What is the difference between a farmhouse and a palace? None, if you call them both dwellings,
of course, and you can list similar pairs indefinitely: a redbrick and Oxbridge, a vicar and a pope,
bread and gâteau, and so on and so forth. When you think about it, it is only fair to add yourself
and your god. After all, you are each other’s creations.

A cynic in a mare’s nest

Should I rather enjoy a pleasant slumber while being thoroughly aware of sleeping
or choose painless insomnia with its constant watching and waiting? There are also
heavenly bribes to virtue offered by religion, with its promise of happiness always
expressed in odd numbers. Perhaps if I ever envied someone’s moral high ground,
even if it was nothing but a long-forgotten echo of casual snobbery, I could simply
follow the lead instead of dwelling upon all this froth.

The facts of life

I have always liked phone books, but no one makes them any more. They were like bare graveyards
where each tombstone provided the necessary facts of life, only in their case, they were supposedly
about the living. I remember trying to convince myself that everyone there was waiting for me, even
if they were not, which was a fact of life of a sort, but I still tried to find an excuse for being naive.
I thought: if the world around me does not exist for me, what is the point?
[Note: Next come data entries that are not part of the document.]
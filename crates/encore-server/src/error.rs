use axum::http::StatusCode;
use axum::response::{IntoResponse, Response};
use encore_core::error::EncoreError;

/// Private sentinel error type used to carry an explicit HTTP 404 through
/// the `anyhow::Error` chain for routes that do not reach the core.
#[derive(Debug)]
struct NotFoundError(String);

impl std::fmt::Display for NotFoundError {
    fn fmt(&self, f: &mut std::fmt::Formatter<'_>) -> std::fmt::Result {
        write!(f, "{}", self.0)
    }
}

impl std::error::Error for NotFoundError {}

// ---------------------------------------------------------------------------
// AppError
// ---------------------------------------------------------------------------

/// Unified error type for HTTP responses.
#[derive(Debug)]
pub struct AppError(pub anyhow::Error);

impl AppError {
    pub fn not_found(msg: impl Into<String>) -> Self {
        Self(NotFoundError(msg.into()).into())
    }

    pub fn join(err: tokio::task::JoinError) -> Self {
        Self(anyhow::anyhow!("task join error: {err}"))
    }
}

fn status_for(e: &EncoreError) -> StatusCode {
    match e {
        EncoreError::CollectionNotFound(_) | EncoreError::RowNotFound { .. } => {
            StatusCode::NOT_FOUND
        }
        EncoreError::RowExists { .. } | EncoreError::AccountExists(_) => StatusCode::CONFLICT,
        EncoreError::InvalidStatus { .. } | EncoreError::InvalidSortKey(_) => {
            StatusCode::BAD_REQUEST
        }
        EncoreError::Validation(_) => StatusCode::UNPROCESSABLE_ENTITY,
        EncoreError::InvalidCredentials | EncoreError::Unauthorized => StatusCode::UNAUTHORIZED,
        EncoreError::Forbidden { .. } => StatusCode::FORBIDDEN,
        EncoreError::Store(_) | EncoreError::Identity(_) => StatusCode::BAD_GATEWAY,
        EncoreError::Io(_) | EncoreError::Yaml(_) | EncoreError::Json(_) => {
            StatusCode::INTERNAL_SERVER_ERROR
        }
    }
}

impl IntoResponse for AppError {
    fn into_response(self) -> Response {
        if let Some(n) = self.0.downcast_ref::<NotFoundError>() {
            let body = serde_json::json!({ "error": n.0.clone() });
            return (StatusCode::NOT_FOUND, axum::Json(body)).into_response();
        }

        let Some(e) = self.0.downcast_ref::<EncoreError>() else {
            tracing::error!("unhandled error: {:#}", self.0);
            let body = serde_json::json!({ "error": self.0.to_string() });
            return (StatusCode::INTERNAL_SERVER_ERROR, axum::Json(body)).into_response();
        };

        let status = status_for(e);
        if status.is_server_error() {
            tracing::error!("{e}");
        }
        let body = match e {
            EncoreError::Validation(fields) => {
                serde_json::json!({ "error": e.to_string(), "fields": fields })
            }
            _ => serde_json::json!({ "error": e.to_string() }),
        };
        (status, axum::Json(body)).into_response()
    }
}

impl<E> From<E> for AppError
where
    E: Into<anyhow::Error>,
{
    fn from(err: E) -> Self {
        Self(err.into())
    }
}
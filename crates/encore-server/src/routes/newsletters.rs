use axum::extract::{Path, State};
use axum::Json;
use encore_core::access::AccessLevel;
use encore_core::dashboard::{AutomationView, Loaded};
use encore_core::row::Row;
use encore_core::validation::NewsletterForm;

use crate::auth::Caller;
use crate::error::AppError;
use crate::state::AppState;

/// GET /api/newsletters: every newsletter, ordered by name.
pub async fn list_newsletters(
    State(app): State<AppState>,
    caller: Caller,
) -> Result<Json<Loaded<Vec<Row>>>, AppError> {
    caller.require(AccessLevel::Base)?;
    let dashboard = app.dashboard.clone();
    let result = tokio::task::spawn_blocking(move || dashboard.newsletters())
        .await
        .map_err(AppError::join)?;
    Ok(Json(result))
}

/// POST /api/newsletters: validate and create a newsletter.
pub async fn create_newsletter(
    State(app): State<AppState>,
    caller: Caller,
    Json(form): Json<NewsletterForm>,
) -> Result<Json<Row>, AppError> {
    caller.require(AccessLevel::Base)?;
    let dashboard = app.dashboard.clone();
    let row = tokio::task::spawn_blocking(move || dashboard.create_newsletter(&form))
        .await
        .map_err(AppError::join)??;
    Ok(Json(row))
}

/// PATCH /api/newsletters/{id}: merge the given fields into a newsletter.
pub async fn update_newsletter(
    State(app): State<AppState>,
    caller: Caller,
    Path(id): Path<String>,
    Json(changes): Json<Row>,
) -> Result<Json<Row>, AppError> {
    caller.require(AccessLevel::Base)?;
    let dashboard = app.dashboard.clone();
    let row = tokio::task::spawn_blocking(move || dashboard.update_newsletter(&id, &changes))
        .await
        .map_err(AppError::join)??;
    Ok(Json(row))
}

/// DELETE /api/newsletters/{id}
pub async fn delete_newsletter(
    State(app): State<AppState>,
    caller: Caller,
    Path(id): Path<String>,
) -> Result<Json<serde_json::Value>, AppError> {
    caller.require(AccessLevel::Base)?;
    let dashboard = app.dashboard.clone();
    let deleted = id.clone();
    tokio::task::spawn_blocking(move || dashboard.delete_newsletter(&id))
        .await
        .map_err(AppError::join)??;
    Ok(Json(serde_json::json!({ "deleted": deleted })))
}

/// GET /api/automation: newsletters with their automation flag and the
/// number currently switched on.
pub async fn get_automation(
    State(app): State<AppState>,
    caller: Caller,
) -> Result<Json<Loaded<AutomationView>>, AppError> {
    caller.require(AccessLevel::Enterprise)?;
    let dashboard = app.dashboard.clone();
    let result = tokio::task::spawn_blocking(move || dashboard.automation())
        .await
        .map_err(AppError::join)?;
    Ok(Json(result))
}

/// POST /api/automation/{id}/toggle
pub async fn toggle_automation(
    State(app): State<AppState>,
    caller: Caller,
    Path(id): Path<String>,
) -> Result<Json<Row>, AppError> {
    caller.require(AccessLevel::Enterprise)?;
    let dashboard = app.dashboard.clone();
    let row = tokio::task::spawn_blocking(move || dashboard.toggle_automation(&id))
        .await
        .map_err(AppError::join)??;
    Ok(Json(row))
}
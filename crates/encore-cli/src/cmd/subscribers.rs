use crate::cmd::{loaded, open_dashboard};
use crate::output::{print_json, print_summary, print_table};
use encore_core::filter::Selector;
use encore_core::types::SubscriberStatus;
use std::path::Path;

pub fn run(root: &Path, status: Option<String>, json: bool) -> anyhow::Result<()> {
    let selector = Selector::from(status);
    if let Selector::Only(s) = &selector {
        s.parse::<SubscriberStatus>()?;
    }
    let (_, dashboard) = open_dashboard(root)?;
    let view = loaded(dashboard.subscribers())?;
    let shown: Vec<_> = view
        .subscribers
        .iter()
        .filter(|s| selector.matches(s.str_field("status")))
        .collect();

    if json {
        return print_json(&serde_json::json!({
            "subscribers": shown,
            "stats": view.stats,
        }));
    }

    let rows = shown
        .iter()
        .map(|s| {
            vec![
                s.str_field("email").unwrap_or("-").to_string(),
                s.str_field("status").unwrap_or("-").to_string(),
                s.str_field("created_at").unwrap_or("-").to_string(),
            ]
        })
        .collect();
    print_table(&["EMAIL", "STATUS", "JOINED"], rows);
    println!();
    print_summary(&[
        ("Total", view.stats.total.to_string()),
        ("Active", view.stats.active.to_string()),
        ("Unsubscribed", view.stats.unsubscribed.to_string()),
        ("Bounced", view.stats.bounced.to_string()),
    ]);
    Ok(())
}
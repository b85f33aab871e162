use axum::extract::{Query, State};
use axum::Json;
use encore_core::access::AccessLevel;
use encore_core::dashboard::{IssuesView, Loaded};
use encore_core::filter::{FilterCriteria, Selector};
use serde::Deserialize;

use crate::auth::Caller;
use crate::error::AppError;
use crate::state::AppState;

#[derive(Debug, Default, Deserialize)]
pub struct IssuesQuery {
    #[serde(default)]
    pub newsletter: Option<String>,
    #[serde(default)]
    pub status: Option<String>,
}

impl IssuesQuery {
    fn criteria(self) -> FilterCriteria {
        FilterCriteria {
            newsletter: Selector::from(self.newsletter),
            status: Selector::from(self.status),
            ..Default::default()
        }
    }
}

/// GET /api/issues?newsletter=&status=: issues newest first with their
/// newsletter attached. `all` or an omitted value leaves a selector open.
pub async fn list_issues(
    State(app): State<AppState>,
    caller: Caller,
    Query(query): Query<IssuesQuery>,
) -> Result<Json<Loaded<IssuesView>>, AppError> {
    caller.require(AccessLevel::Base)?;
    let dashboard = app.dashboard.clone();
    let criteria = query.criteria();
    let result =
        tokio::task::spawn_blocking(move || dashboard.issues(&criteria, chrono::Utc::now()))
            .await
            .map_err(AppError::join)?;
    Ok(Json(result))
}
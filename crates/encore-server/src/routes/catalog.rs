use axum::extract::Path;
use axum::Json;
use encore_core::catalog::{self, DashboardStats, Genre, GENRES};

use crate::error::AppError;

/// GET /api/genres: the fixed newsletter lineup.
pub async fn list_genres() -> Json<&'static [Genre]> {
    Json(&GENRES[..])
}

/// GET /api/genres/{id}
pub async fn get_genre(Path(id): Path<String>) -> Result<Json<&'static Genre>, AppError> {
    catalog::genre(&id)
        .map(Json)
        .ok_or_else(|| AppError::not_found(format!("unknown genre '{id}'")))
}

/// GET /api/dashboard: headline totals across the lineup.
pub async fn get_dashboard() -> Json<DashboardStats> {
    Json(catalog::dashboard_stats(&GENRES))
}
It hurt, but I kept telling
myself that it was going to be easier when I grew up. Now I am grown up, and it hurts even more.
And on that note, it is time for dinner. Like it or not, the body needs fuel more than anything else.
This is the ultimate fact of life.

Trapped in the boundaries

As I lend this body to this mind, the question arises: what defines me?
Perhaps I am whatever will remain once we have basically established
what I am not. This, however, leaves us with two sets, which are likely
to expand ad infinitum, and as such, they might not necessarily be equal
in their implications.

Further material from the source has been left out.